Caldaie a cippato: due tipologie

In commercio è possibile trovarne di due tipologie, distinguibili in base al tipo di combustione e alla potenza erogata:

  • le caldaie a cippato con griglia fissa;
  • le caldaie a cippato con griglia mobile.

Mentre le prime sono più conosciute, poiché più economiche e più semplici da azionare, le secondo invece, si presentano al mercato con un costo più elevato e una struttura più complessa.
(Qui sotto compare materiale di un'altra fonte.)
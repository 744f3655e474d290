/// Limits applied while decoding untrusted documents.
#[derive(Clone, Copy, Debug, PartialEq, Eq)]
pub struct ReadConfig {
    /// Maximum number of nested List/Compound levels below the root.
    pub max_depth: usize,
}

impl ReadConfig {
    pub const DEFAULT_MAX_DEPTH: usize = 512;

    pub const fn new() -> Self {
        Self {
            max_depth: Self::DEFAULT_MAX_DEPTH,
        }
    }

    pub const fn with_max_depth(mut self, max_depth: usize) -> Self {
        self.max_depth = max_depth;
        self
    }
}

impl Default for ReadConfig {
    fn default() -> Self {
        Self::new()
    }
}
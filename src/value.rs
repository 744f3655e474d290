//! In-memory tag tree.
//!
//! A [`Tag`] is a fully-headered node: a name plus a [`Value`]. Compounds
//! hold `Tag`s because each child carries its own header on the wire. Lists
//! and the three array types hold payloads only, so their elements are bare
//! [`Value`]s (or plain numbers for the arrays).

use std::fmt;

use crate::{Error, Result, TagID};

/// A named node of the tree.
///
/// The type id is not stored separately: it is always [`Value::tag_id`] of
/// `value`, so a decoded tag's id matches the byte it was read from.
#[derive(Clone, Debug, PartialEq)]
#[cfg_attr(feature = "serde", derive(serde::Serialize, serde::Deserialize))]
pub struct Tag {
    pub name: String,
    pub value: Value,
}

/// The payload of a tag, without type id or name.
#[derive(Clone, Debug, PartialEq)]
#[cfg_attr(feature = "serde", derive(serde::Serialize, serde::Deserialize))]
pub enum Value {
    End,
    Byte(i8),
    Short(i16),
    Int(i32),
    Long(i64),
    Float(f32),
    Double(f64),
    ByteArray(Vec<i8>),
    String(String),
    List(List),
    /// Children in stream order. The End terminator is never stored.
    Compound(Vec<Tag>),
    IntArray(Vec<i32>),
    LongArray(Vec<i64>),
}

/// A homogeneous sequence of payloads sharing one element type.
#[derive(Clone, Debug, PartialEq)]
#[cfg_attr(feature = "serde", derive(serde::Serialize, serde::Deserialize))]
pub struct List {
    pub element: TagID,
    pub items: Vec<Value>,
}

impl Tag {
    pub fn new(name: impl Into<String>, value: Value) -> Self {
        Self {
            name: name.into(),
            value,
        }
    }

    /// The End marker that terminates a compound.
    pub const fn end() -> Self {
        Self {
            name: String::new(),
            value: Value::End,
        }
    }

    #[inline]
    pub fn tag_id(&self) -> TagID {
        self.value.tag_id()
    }

    /// First compound child called `name`, if this tag is a compound.
    pub fn get(&self, name: &str) -> Option<&Tag> {
        self.value.get(name)
    }

    pub fn get_mut(&mut self, name: &str) -> Option<&mut Tag> {
        self.value.get_mut(name)
    }
}

impl Value {
    pub fn tag_id(&self) -> TagID {
        match self {
            Value::End => TagID::End,
            Value::Byte(_) => TagID::Byte,
            Value::Short(_) => TagID::Short,
            Value::Int(_) => TagID::Int,
            Value::Long(_) => TagID::Long,
            Value::Float(_) => TagID::Float,
            Value::Double(_) => TagID::Double,
            Value::ByteArray(_) => TagID::ByteArray,
            Value::String(_) => TagID::String,
            Value::List(_) => TagID::List,
            Value::Compound(_) => TagID::Compound,
            Value::IntArray(_) => TagID::IntArray,
            Value::LongArray(_) => TagID::LongArray,
        }
    }

    pub fn get(&self, name: &str) -> Option<&Tag> {
        self.as_compound()?.iter().find(|tag| tag.name == name)
    }

    pub fn get_mut(&mut self, name: &str) -> Option<&mut Tag> {
        match self {
            Value::Compound(children) => children.iter_mut().find(|tag| tag.name == name),
            _ => None,
        }
    }

    pub fn as_byte(&self) -> Option<i8> {
        match self {
            Value::Byte(v) => Some(*v),
            _ => None,
        }
    }

    pub fn as_short(&self) -> Option<i16> {
        match self {
            Value::Short(v) => Some(*v),
            _ => None,
        }
    }

    pub fn as_int(&self) -> Option<i32> {
        match self {
            Value::Int(v) => Some(*v),
            _ => None,
        }
    }

    pub fn as_long(&self) -> Option<i64> {
        match self {
            Value::Long(v) => Some(*v),
            _ => None,
        }
    }

    pub fn as_float(&self) -> Option<f32> {
        match self {
            Value::Float(v) => Some(*v),
            _ => None,
        }
    }

    pub fn as_double(&self) -> Option<f64> {
        match self {
            Value::Double(v) => Some(*v),
            _ => None,
        }
    }

    pub fn as_str(&self) -> Option<&str> {
        match self {
            Value::String(v) => Some(v),
            _ => None,
        }
    }

    pub fn as_list(&self) -> Option<&List> {
        match self {
            Value::List(v) => Some(v),
            _ => None,
        }
    }

    pub fn as_compound(&self) -> Option<&[Tag]> {
        match self {
            Value::Compound(v) => Some(v),
            _ => None,
        }
    }
}

impl List {
    pub const fn new(element: TagID) -> Self {
        Self {
            element,
            items: Vec::new(),
        }
    }

    /// Builds a list, checking every item against `element`.
    pub fn from_items(element: TagID, items: Vec<Value>) -> Result<Self> {
        let list = Self { element, items };
        list.check_homogeneous()?;
        Ok(list)
    }

    /// Appends `item` if it has the list's element type.
    pub fn push(&mut self, item: Value) -> Result<()> {
        let actual = item.tag_id();
        if actual != self.element {
            return Err(Error::TagMismatch(self.element.as_u8(), actual.as_u8()));
        }
        self.items.push(item);
        Ok(())
    }

    pub fn len(&self) -> usize {
        self.items.len()
    }

    pub fn is_empty(&self) -> bool {
        self.items.is_empty()
    }

    pub fn iter(&self) -> std::slice::Iter<'_, Value> {
        self.items.iter()
    }

    pub(crate) fn check_homogeneous(&self) -> Result<()> {
        match self.items.iter().find(|item| item.tag_id() != self.element) {
            Some(item) => Err(Error::TagMismatch(
                self.element.as_u8(),
                item.tag_id().as_u8(),
            )),
            None => Ok(()),
        }
    }
}

impl<'a> IntoIterator for &'a List {
    type Item = &'a Value;
    type IntoIter = std::slice::Iter<'a, Value>;

    fn into_iter(self) -> Self::IntoIter {
        self.items.iter()
    }
}

impl fmt::Display for Tag {
    fn fmt(&self, f: &mut fmt::Formatter<'_>) -> fmt::Result {
        write_tree(f, Some(&self.name), &self.value, 0)
    }
}

impl fmt::Display for Value {
    fn fmt(&self, f: &mut fmt::Formatter<'_>) -> fmt::Result {
        write_tree(f, None, self, 0)
    }
}

fn write_tree(
    f: &mut fmt::Formatter<'_>,
    name: Option<&str>,
    value: &Value,
    indent: usize,
) -> fmt::Result {
    let pad = "  ".repeat(indent);
    let label = match name {
        Some(name) => format!("{name:?}: "),
        None => String::new(),
    };
    match value {
        Value::End => write!(f, "{pad}End"),
        Value::Byte(v) => write!(f, "{pad}{label}Byte({v})"),
        Value::Short(v) => write!(f, "{pad}{label}Short({v})"),
        Value::Int(v) => write!(f, "{pad}{label}Int({v})"),
        Value::Long(v) => write!(f, "{pad}{label}Long({v})"),
        Value::Float(v) => write!(f, "{pad}{label}Float({v})"),
        Value::Double(v) => write!(f, "{pad}{label}Double({v})"),
        Value::ByteArray(v) => write!(f, "{pad}{label}ByteArray({v:?})"),
        Value::String(v) => write!(f, "{pad}{label}String({v:?})"),
        Value::IntArray(v) => write!(f, "{pad}{label}IntArray({v:?})"),
        Value::LongArray(v) => write!(f, "{pad}{label}LongArray({v:?})"),
        Value::List(list) => {
            write!(f, "{pad}{label}List<{:?}>[{}] {{", list.element, list.len())?;
            for item in list {
                writeln!(f)?;
                write_tree(f, None, item, indent + 1)?;
            }
            write!(f, "\n{pad}}}")
        }
        Value::Compound(children) => {
            write!(f, "{pad}{label}Compound[{}] {{", children.len())?;
            for child in children {
                writeln!(f)?;
                write_tree(f, Some(&child.name), &child.value, indent + 1)?;
            }
            write!(f, "\n{pad}}}")
        }
    }
}
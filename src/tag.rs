use crate::{Error, Result};

/// One-byte type id of a tag. Every container resolves its element ids
/// through [`TagID::from_u8`].
#[repr(u8)]
#[derive(Clone, Copy, PartialEq, Eq, PartialOrd, Ord, Hash, Debug)]
#[cfg_attr(feature = "serde", derive(serde::Serialize, serde::Deserialize))]
pub enum TagID {
    End = 0,
    Byte = 1,
    Short = 2,
    Int = 3,
    Long = 4,
    Float = 5,
    Double = 6,
    ByteArray = 7,
    String = 8,
    List = 9,
    Compound = 10,
    IntArray = 11,
    LongArray = 12,
}

const TABLE: [TagID; 13] = [
    TagID::End,
    TagID::Byte,
    TagID::Short,
    TagID::Int,
    TagID::Long,
    TagID::Float,
    TagID::Double,
    TagID::ByteArray,
    TagID::String,
    TagID::List,
    TagID::Compound,
    TagID::IntArray,
    TagID::LongArray,
];

impl TagID {
    /// Resolves a raw type id.
    ///
    /// # Errors
    ///
    /// [`Error::InvalidTagType`] for any byte above 12.
    ///
    /// # Example
    ///
    /// ```
    /// use nbt_inventory::TagID;
    ///
    /// assert_eq!(TagID::from_u8(9).unwrap(), TagID::List);
    /// assert!(TagID::from_u8(13).is_err());
    /// ```
    pub fn from_u8(value: u8) -> Result<Self> {
        if (value as usize) < TABLE.len() {
            Ok(TABLE[value as usize])
        } else {
            Err(Error::InvalidTagType(value))
        }
    }

    pub const fn as_u8(self) -> u8 {
        self as u8
    }

    /// Returns `true` if this is a primitive tag type.
    ///
    /// Primitive tags are: End, Byte, Short, Int, Long, Float, Double.
    pub const fn is_primitive(self) -> bool {
        matches!(
            self,
            Self::End
                | Self::Byte
                | Self::Short
                | Self::Int
                | Self::Long
                | Self::Float
                | Self::Double
        )
    }

    /// Returns `true` for ByteArray, IntArray and LongArray.
    pub const fn is_array(self) -> bool {
        matches!(self, Self::ByteArray | Self::IntArray | Self::LongArray)
    }

    /// Returns `true` for List and Compound.
    pub const fn is_composite(self) -> bool {
        matches!(self, Self::List | Self::Compound)
    }

    /// Smallest number of payload bytes a value of this type occupies.
    pub(crate) const fn min_payload_size(self) -> usize {
        match self {
            Self::End => 0,
            Self::Byte => 1,
            Self::Short => 2,
            Self::Int | Self::Float => 4,
            Self::Long | Self::Double => 8,
            Self::ByteArray | Self::IntArray | Self::LongArray => 4,
            Self::String => 2,
            Self::List => 5,
            Self::Compound => 1,
        }
    }
}

impl TryFrom<u8> for TagID {
    type Error = Error;

    fn try_from(value: u8) -> Result<Self> {
        Self::from_u8(value)
    }
}

impl From<TagID> for u8 {
    fn from(tag: TagID) -> u8 {
        tag as u8
    }
}
//! Calendar events as they come out of the feed.
//!
//! These are read-only downstream: the location extractor and the event
//! store only ever look at them, never change them.

use chrono::{DateTime, Utc};
use serde::{Deserialize, Serialize};

/// A single VEVENT from the feed, with times resolved to UTC instants.
#[derive(Debug, Clone, PartialEq, Serialize, Deserialize)]
pub struct CalendarEvent {
    pub uid: String,
    pub summary: String,
    pub description: Option<String>,
    pub start: Option<DateTime<Utc>>,
    pub end: Option<DateTime<Utc>>,
    /// Free-text LOCATION, e.g. "Building13, A123"
    pub location: Option<String>,
}

impl CalendarEvent {
    /// Returns the location, start and end only if all three are present.
    ///
    /// Events missing any of them take no part in the event store.
    pub fn bookable(&self) -> Option<(&str, DateTime<Utc>, DateTime<Utc>)> {
        Some((self.location.as_deref()?, self.start?, self.end?))
    }
}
Le caldaie con griglia fissa sono in grado di erogare una potenza che è compresa tra i 25 e i 400-500 kW, raggiungibile con l’impiego di un cippato con pezzatura uniforme e umidità inferiore al 30-40%.

Le caldaie con griglia mobile, invece, sono capaci di raggiungere una potenza che va dai 500 kW a diversi MW, con le quali è possibile impiegare vari tipi di biomasse legnose, non omogenee e con un maggiore grado di umidità.

Con differenti potenze disponibili, le caldaie a cippato sono adatte a qualsiasi tipologia impianto ed esigenza, in grado di raggiungere temperature  dell’acqua ideali per riscaldare termosifoni in brevissimo tempo, garantendo un risparmio del 80% e riducendo l’inquinamento ambientale.